An additional hurdle that the GDPR has added is the need for the consent to be specific to each data processing purpose. This means that the consent can only be used for the specific purpose for which it was given. This additional requirement for specificity means that businesses will no longer be able to sell contact lists without permission from all the contacts on the list and buyers may not be willing to buy the lists as, to use them, they would need to obtain consent from each individual. It does however also create some bizarre scenarios. For example a situation in which information would normally be passed to 3rd parties for genuine reasons, to use the previous example, from a taxi company onto the taxi drivers would technically require consent to be obtained several times, ultimately for the same objective. Fortunately, there are some exceptions within the GDPR that allow for consent to be overlooked which includes instances where the processing of information is necessary for the performance of a contract of which the individual is a party.

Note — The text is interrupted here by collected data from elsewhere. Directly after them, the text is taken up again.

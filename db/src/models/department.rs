use sea_orm::ActiveValue::Set;
use sea_orm::entity::prelude::*;
use serde::Serialize;

#[derive(Clone, Debug, PartialEq, DeriveEntityModel, Serialize)]
#[sea_orm(table_name = "departments")]
pub struct Model {
    #[sea_orm(primary_key)]
    pub id: i64,
    #[sea_orm(unique)]
    pub name: String,
}

#[derive(Copy, Clone, Debug, EnumIter, DeriveRelation)]
pub enum Relation {
    #[sea_orm(has_many = "super::study_option::Entity")]
    Options,
}

impl Related<super::study_option::Entity> for Entity {
    fn to() -> RelationDef {
        Relation::Options.def()
    }
}

impl ActiveModelBehavior for ActiveModel {}

impl Model {
    pub async fn create<C: ConnectionTrait>(db: &C, name: &str) -> Result<Model, DbErr> {
        ActiveModel {
            name: Set(name.to_owned()),
            ..Default::default()
        }
        .insert(db)
        .await
    }
}
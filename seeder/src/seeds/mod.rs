pub mod directory;
pub mod student;
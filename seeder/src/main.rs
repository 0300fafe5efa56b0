use crate::seed::{Seeder, run_seeder};
use crate::seeds::{directory::DirectorySeeder, student::StudentSeeder};

mod seed;
mod seeds;

#[tokio::main]
async fn main() {
    let db = match db::connect().await {
        Ok(db) => db,
        Err(e) => {
            eprintln!("Failed to connect to {}: {e}", util::config::database_path());
            std::process::exit(1);
        }
    };

    for (seeder, name) in [
        (Box::new(DirectorySeeder) as Box<dyn Seeder + Send + Sync>, "Directory"),
        (Box::new(StudentSeeder), "Student"),
    ] {
        run_seeder(&*seeder, name, &db).await;
    }
}
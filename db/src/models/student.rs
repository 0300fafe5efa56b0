use sea_orm::ActiveValue::Set;
use sea_orm::entity::prelude::*;
use sea_orm::sea_query::Expr;
use sea_orm::{QueryFilter, QueryOrder};
use serde::Serialize;

#[derive(Clone, Debug, PartialEq, DeriveEntityModel, Serialize)]
#[sea_orm(table_name = "students")]
pub struct Model {
    #[sea_orm(primary_key)]
    pub id: i64,
    #[sea_orm(unique)]
    pub reg_no: String,
    pub first_name: String,
    pub last_name: String,
    pub department_id: i64,
    pub option_id: i64,
    pub class_level: String,
    pub active: bool,
    /// Template id assigned by the fingerprint scanner at enrolment.
    #[sea_orm(unique)]
    pub fingerprint_id: Option<String>,
}

#[derive(Copy, Clone, Debug, EnumIter, DeriveRelation)]
pub enum Relation {
    #[sea_orm(
        belongs_to = "super::study_option::Entity",
        from = "Column::OptionId",
        to = "super::study_option::Column::Id"
    )]
    StudyOption,
    #[sea_orm(has_many = "super::attendance_record::Entity")]
    Records,
}

impl Related<super::study_option::Entity> for Entity {
    fn to() -> RelationDef {
        Relation::StudyOption.def()
    }
}

impl Related<super::attendance_record::Entity> for Entity {
    fn to() -> RelationDef {
        Relation::Records.def()
    }
}

impl ActiveModelBehavior for ActiveModel {}

/// Fields needed to enrol a student.
#[derive(Debug, Clone)]
pub struct NewStudent<'a> {
    pub reg_no: &'a str,
    pub first_name: &'a str,
    pub last_name: &'a str,
    pub department_id: i64,
    pub option_id: i64,
    pub class_level: &'a str,
    pub fingerprint_id: Option<&'a str>,
}

impl Model {
    pub async fn create<C: ConnectionTrait>(db: &C, new: NewStudent<'_>) -> Result<Model, DbErr> {
        ActiveModel {
            reg_no: Set(new.reg_no.to_owned()),
            first_name: Set(new.first_name.to_owned()),
            last_name: Set(new.last_name.to_owned()),
            department_id: Set(new.department_id),
            option_id: Set(new.option_id),
            class_level: Set(new.class_level.to_owned()),
            active: Set(true),
            fingerprint_id: Set(new.fingerprint_id.map(str::to_owned)),
            ..Default::default()
        }
        .insert(db)
        .await
    }

    /// Active students enrolled in the given department, option and class level.
    pub async fn find_in_scope<C: ConnectionTrait>(
        db: &C,
        department_id: i64,
        option_id: i64,
        class_level: &str,
    ) -> Result<Vec<Model>, DbErr> {
        Entity::find()
            .filter(Column::DepartmentId.eq(department_id))
            .filter(Column::OptionId.eq(option_id))
            .filter(Column::ClassLevel.eq(class_level))
            .filter(Column::Active.eq(true))
            .order_by_asc(Column::Id)
            .all(db)
            .await
    }

    pub async fn find_by_fingerprint<C: ConnectionTrait>(
        db: &C,
        fingerprint_id: &str,
    ) -> Result<Option<Model>, DbErr> {
        Entity::find()
            .filter(Column::FingerprintId.eq(fingerprint_id))
            .filter(Column::Active.eq(true))
            .one(db)
            .await
    }

    pub async fn set_active<C: ConnectionTrait>(
        db: &C,
        id: i64,
        active: bool,
    ) -> Result<(), DbErr> {
        Entity::update_many()
            .col_expr(Column::Active, Expr::value(active))
            .filter(Column::Id.eq(id))
            .exec(db)
            .await?;
        Ok(())
    }

    pub fn full_name(&self) -> String {
        format!("{} {}", self.first_name, self.last_name)
    }
}
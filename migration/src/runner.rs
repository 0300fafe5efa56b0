use colored::*;
use futures::FutureExt;
use sea_orm_migration::prelude::*;
use std::io::{self, Write};
use std::time::Instant;

const STATUS_COLUMN: usize = 80;

pub async fn run_all_migrations(url: &str) {
    let db = match sea_orm::Database::connect(url).await {
        Ok(db) => db,
        Err(e) => {
            eprintln!("{} {}", "DB connection failed:".red(), e);
            std::process::exit(1);
        }
    };

    println!("Running migrations...");
    let schema_manager = SchemaManager::new(&db);

    for migration in <crate::Migrator as MigratorTrait>::migrations() {
        run_migration(&schema_manager, migration).await;
    }
}

async fn run_migration(schema_manager: &SchemaManager<'_>, migration: Box<dyn MigrationTrait>) {
    let name_str = format!("Applying {}", migration.name().bold());
    let dots = ".".repeat(STATUS_COLUMN.saturating_sub(name_str.len()));
    print!("{}{} ", name_str, dots);
    io::stdout().flush().ok();

    let start = Instant::now();
    let result = std::panic::AssertUnwindSafe(migration.up(schema_manager))
        .catch_unwind()
        .await;

    match result {
        Ok(Ok(())) => {
            let time_str = format!("({:.2?})", start.elapsed()).dimmed();
            println!("{} {}", "done".green(), time_str);
        }
        Ok(Err(e)) => {
            println!("{}", "failed".red());
            eprintln!("  {}", e);
            std::process::exit(1);
        }
        Err(_) => {
            println!("{}", "panicked".red());
            std::process::exit(1);
        }
    }
}
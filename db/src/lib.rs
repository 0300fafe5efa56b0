pub mod models;
pub mod test_utils;

pub use sea_orm::DbErr;

use sea_orm::{ConnectOptions, Database, DatabaseConnection};
use std::path::Path;
use util::config;

/// Connects to the configured database.
///
/// `DATABASE_PATH` may be a full DSN or a plain SQLite file path; for a path the
/// parent directory is created first since SQLite will not create it.
pub async fn connect() -> Result<DatabaseConnection, DbErr> {
    let path_or_url = config::database_path();
    let url = if path_or_url.starts_with("sqlite:") {
        path_or_url
    } else {
        if let Some(parent) = Path::new(&path_or_url).parent() {
            let _ = std::fs::create_dir_all(parent);
        }
        format!("sqlite://{path_or_url}?mode=rwc")
    };

    let mut opts = ConnectOptions::new(url);
    opts.sqlx_logging(false);

    Database::connect(opts).await
}
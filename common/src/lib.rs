use validator::ValidationErrors;

/// Flattens validator errors into one `; `-separated message.
///
/// Errors declared without a message fall back to "`<field>` is invalid", so a
/// client always learns which field was rejected.
pub fn format_validation_errors(errors: &ValidationErrors) -> String {
    let mut fields: Vec<_> = errors.field_errors().into_iter().collect();
    fields.sort_by(|a, b| a.0.cmp(&b.0));

    fields
        .into_iter()
        .flat_map(|(field, errs)| {
            errs.iter().map(move |e| match &e.message {
                Some(m) => m.to_string(),
                None => format!("{field} is invalid"),
            })
        })
        .collect::<Vec<_>>()
        .join("; ")
}
use axum::{
    Extension, Json,
    extract::{Path, State, rejection::JsonRejection},
    http::StatusCode,
};
use db::models::attendance_session::BiometricMethod;
use services::attendance_record::{AttendanceEntry, AttendanceRecorder};
use services::scope::ScopeRequest;
use services::session_lifecycle::{EndedSession, SessionLifecycle};
use services::session_registry::{RosterRefresh, SessionRegistry, StartSession, StartedSession};
use util::recognition::FaceFrame;
use util::state::AppState;

use super::common::{
    ManualAttendanceReq, RecognizeFaceReq, RecordAttendanceReq, ScanFingerprintReq,
    StartSessionReq, capture_response, context, validated,
};
use crate::auth::AuthUser;
use crate::response::{ApiError, ApiResponse};

/// POST /api/attendance/sessions
///
/// Starts a session for the calling lecturer.
///
/// ### Request Body
/// ```json
/// {
///   "department_id": 5,
///   "option_id": 2,
///   "course_id": 10,
///   "class_level": "Year 2",
///   "biometric_method": "face_recognition",
///   "force": false
/// }
/// ```
///
/// ### Responses
/// - `201 Created` → session started
/// - `400 Bad Request` → missing or unknown scope
/// - `409 Conflict` with `status: "existing_session"` → another session is active;
///   `data.existing_session` describes it. Retry with `force: true` to end it and
///   start the new one.
pub async fn start_session(
    State(state): State<AppState>,
    Extension(user): Extension<AuthUser>,
    payload: Result<Json<StartSessionReq>, JsonRejection>,
) -> Result<(StatusCode, Json<ApiResponse<StartedSession>>), ApiError> {
    let body = validated(payload)?;

    let biometric_method = match body.biometric_method.as_deref() {
        None | Some("") => BiometricMethod::default(),
        Some(raw) => raw.parse().map_err(|_| {
            ApiError::validation(format!(
                "Invalid biometric_method '{raw}'; expected face_recognition or fingerprint"
            ))
        })?,
    };

    let started = SessionRegistry::start(
        &context(&state, &user),
        StartSession {
            scope: ScopeRequest {
                department_id: body.department_id,
                option_id: body.option_id,
                course_id: body.course_id,
                class_level: body.class_level,
            },
            biometric_method,
            force: body.force,
        },
    )
    .await?;

    let message = if started.replaced_session_id.is_some() {
        "Previous session ended; new attendance session started"
    } else {
        "Attendance session started"
    };

    Ok((StatusCode::CREATED, Json(ApiResponse::success(started, message))))
}

/// POST /api/attendance/sessions/{session_id}/end
///
/// Ends the session and returns its final statistics. Ending an already ended
/// session is a `409`.
pub async fn end_session(
    State(state): State<AppState>,
    Extension(user): Extension<AuthUser>,
    Path(session_id): Path<i64>,
) -> Result<Json<ApiResponse<EndedSession>>, ApiError> {
    let ended = SessionLifecycle::end(&context(&state, &user), session_id).await?;
    Ok(Json(ApiResponse::success(ended, "Attendance session ended")))
}

/// POST /api/attendance/sessions/{session_id}/records
///
/// ### Request Body
/// ```json
/// { "student_id": 77, "method": "face_recognition", "status": "present" }
/// ```
pub async fn record_attendance(
    State(state): State<AppState>,
    Extension(user): Extension<AuthUser>,
    Path(session_id): Path<i64>,
    payload: Result<Json<RecordAttendanceReq>, JsonRejection>,
) -> Result<Json<ApiResponse<AttendanceEntry>>, ApiError> {
    let body = validated(payload)?;

    let entry = AttendanceRecorder::record(
        &context(&state, &user),
        session_id,
        body.student_id,
        &body.method,
        &body.status,
    )
    .await?;

    Ok(Json(ApiResponse::success(entry, "Attendance recorded")))
}

/// POST /api/attendance/sessions/{session_id}/manual
///
/// Manual entry by the operator; the only way to mark `absent` or `excused`.
/// `date` is optional and must equal the session date when present.
pub async fn manual_attendance(
    State(state): State<AppState>,
    Extension(user): Extension<AuthUser>,
    Path(session_id): Path<i64>,
    payload: Result<Json<ManualAttendanceReq>, JsonRejection>,
) -> Result<Json<ApiResponse<AttendanceEntry>>, ApiError> {
    let body = validated(payload)?;

    let entry = AttendanceRecorder::manual(
        &context(&state, &user),
        session_id,
        body.student_id,
        &body.status,
        body.date,
    )
    .await?;

    Ok(Json(ApiResponse::success(entry, "Attendance marked manually")))
}

/// POST /api/attendance/sessions/{session_id}/recognize
///
/// Submits one camera frame (`{"image": "<base64>"}`). A match records the
/// student as present; no match, or an unreachable recognition service,
/// answers with a `warning` and writes nothing.
pub async fn recognize_face(
    State(state): State<AppState>,
    Extension(user): Extension<AuthUser>,
    Path(session_id): Path<i64>,
    payload: Result<Json<RecognizeFaceReq>, JsonRejection>,
) -> Result<Json<ApiResponse<Option<AttendanceEntry>>>, ApiError> {
    let body = validated(payload)?;

    let outcome = AttendanceRecorder::recognize_face(
        &context(&state, &user),
        state.recognizer(),
        session_id,
        FaceFrame::new(body.image),
    )
    .await?;

    Ok(capture_response(outcome))
}

/// POST /api/attendance/sessions/{session_id}/fingerprint
pub async fn scan_fingerprint(
    State(state): State<AppState>,
    Extension(user): Extension<AuthUser>,
    Path(session_id): Path<i64>,
    payload: Result<Json<ScanFingerprintReq>, JsonRejection>,
) -> Result<Json<ApiResponse<Option<AttendanceEntry>>>, ApiError> {
    let body = validated(payload)?;

    let outcome =
        AttendanceRecorder::scan_fingerprint(&context(&state, &user), session_id, &body.fingerprint_id)
            .await?;

    Ok(capture_response(outcome))
}

/// POST /api/attendance/sessions/{session_id}/roster/refresh
///
/// Re-reads the eligible students of an active session from the directory.
pub async fn refresh_roster(
    State(state): State<AppState>,
    Extension(user): Extension<AuthUser>,
    Path(session_id): Path<i64>,
) -> Result<Json<ApiResponse<RosterRefresh>>, ApiError> {
    let refresh = SessionRegistry::refresh_roster(&context(&state, &user), session_id).await?;
    Ok(Json(ApiResponse::success(refresh, "Session roster refreshed")))
}
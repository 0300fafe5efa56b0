pub mod m202510010001_create_departments;
pub mod m202510010002_create_options;
pub mod m202510010003_create_lecturers;
pub mod m202510010004_create_courses;
pub mod m202510010005_create_students;
pub mod m202510010006_create_attendance;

In addition to the above changes there are some less significant amendments that businesses will need to take into consideration. First, the requirement for more explicit consent to be obtained for special categories of data which relate to fundamental rights and freedoms. This includes data relating to ethnic origin, sexual orientation and health. This is similar to the explicit consent required under the DPD in relation to “sensitive” personal data except the definition of sensitive data has been expanded to include genetic data and biometric data where processed to uniquely identify a person. Secondly, the GDPR restricts the ability for children to give consent. Businesses will need to obtain consent for children under 16 from a person with parental responsibility i.e. a parent or guardian. There is the ability for each member state to reduce this age to 13 and notably the UK has indicated that would intend to adopt the lower age of consent.
Where the processing of data is based on the individuals consent, as opposed to an exemption, the business will need to able to demonstrate that appropriate consent was given. This means that an effective system will need to be put in place by the business to ensure that records of consent are maintained.
The Information Commissioner’s Office have issued some guidance on the GDPR which can be found at https://ico.org.uk/media/1624219/preparing-for-the-gdpr-12-steps.pdf and they will no doubt produce more information on the changes in due course. Businesses across the UK use data in their day to day practices and therefore most will need to make changes in order to comply with the GDPR and have under two years to do this. The penalties for non compliance when it comes to consent can be fines up to €20,000,000 or 4% of global turnover. With this in mind, businesses should come up with strategies sooner rather than later so that they are not caught out by the new law.
This is for information purposes only and is no substitute for, and should not be interpreted as, legal advice. All content was correct at the time of publishing and we cannot be held responsible for any changes that may invalidate this article.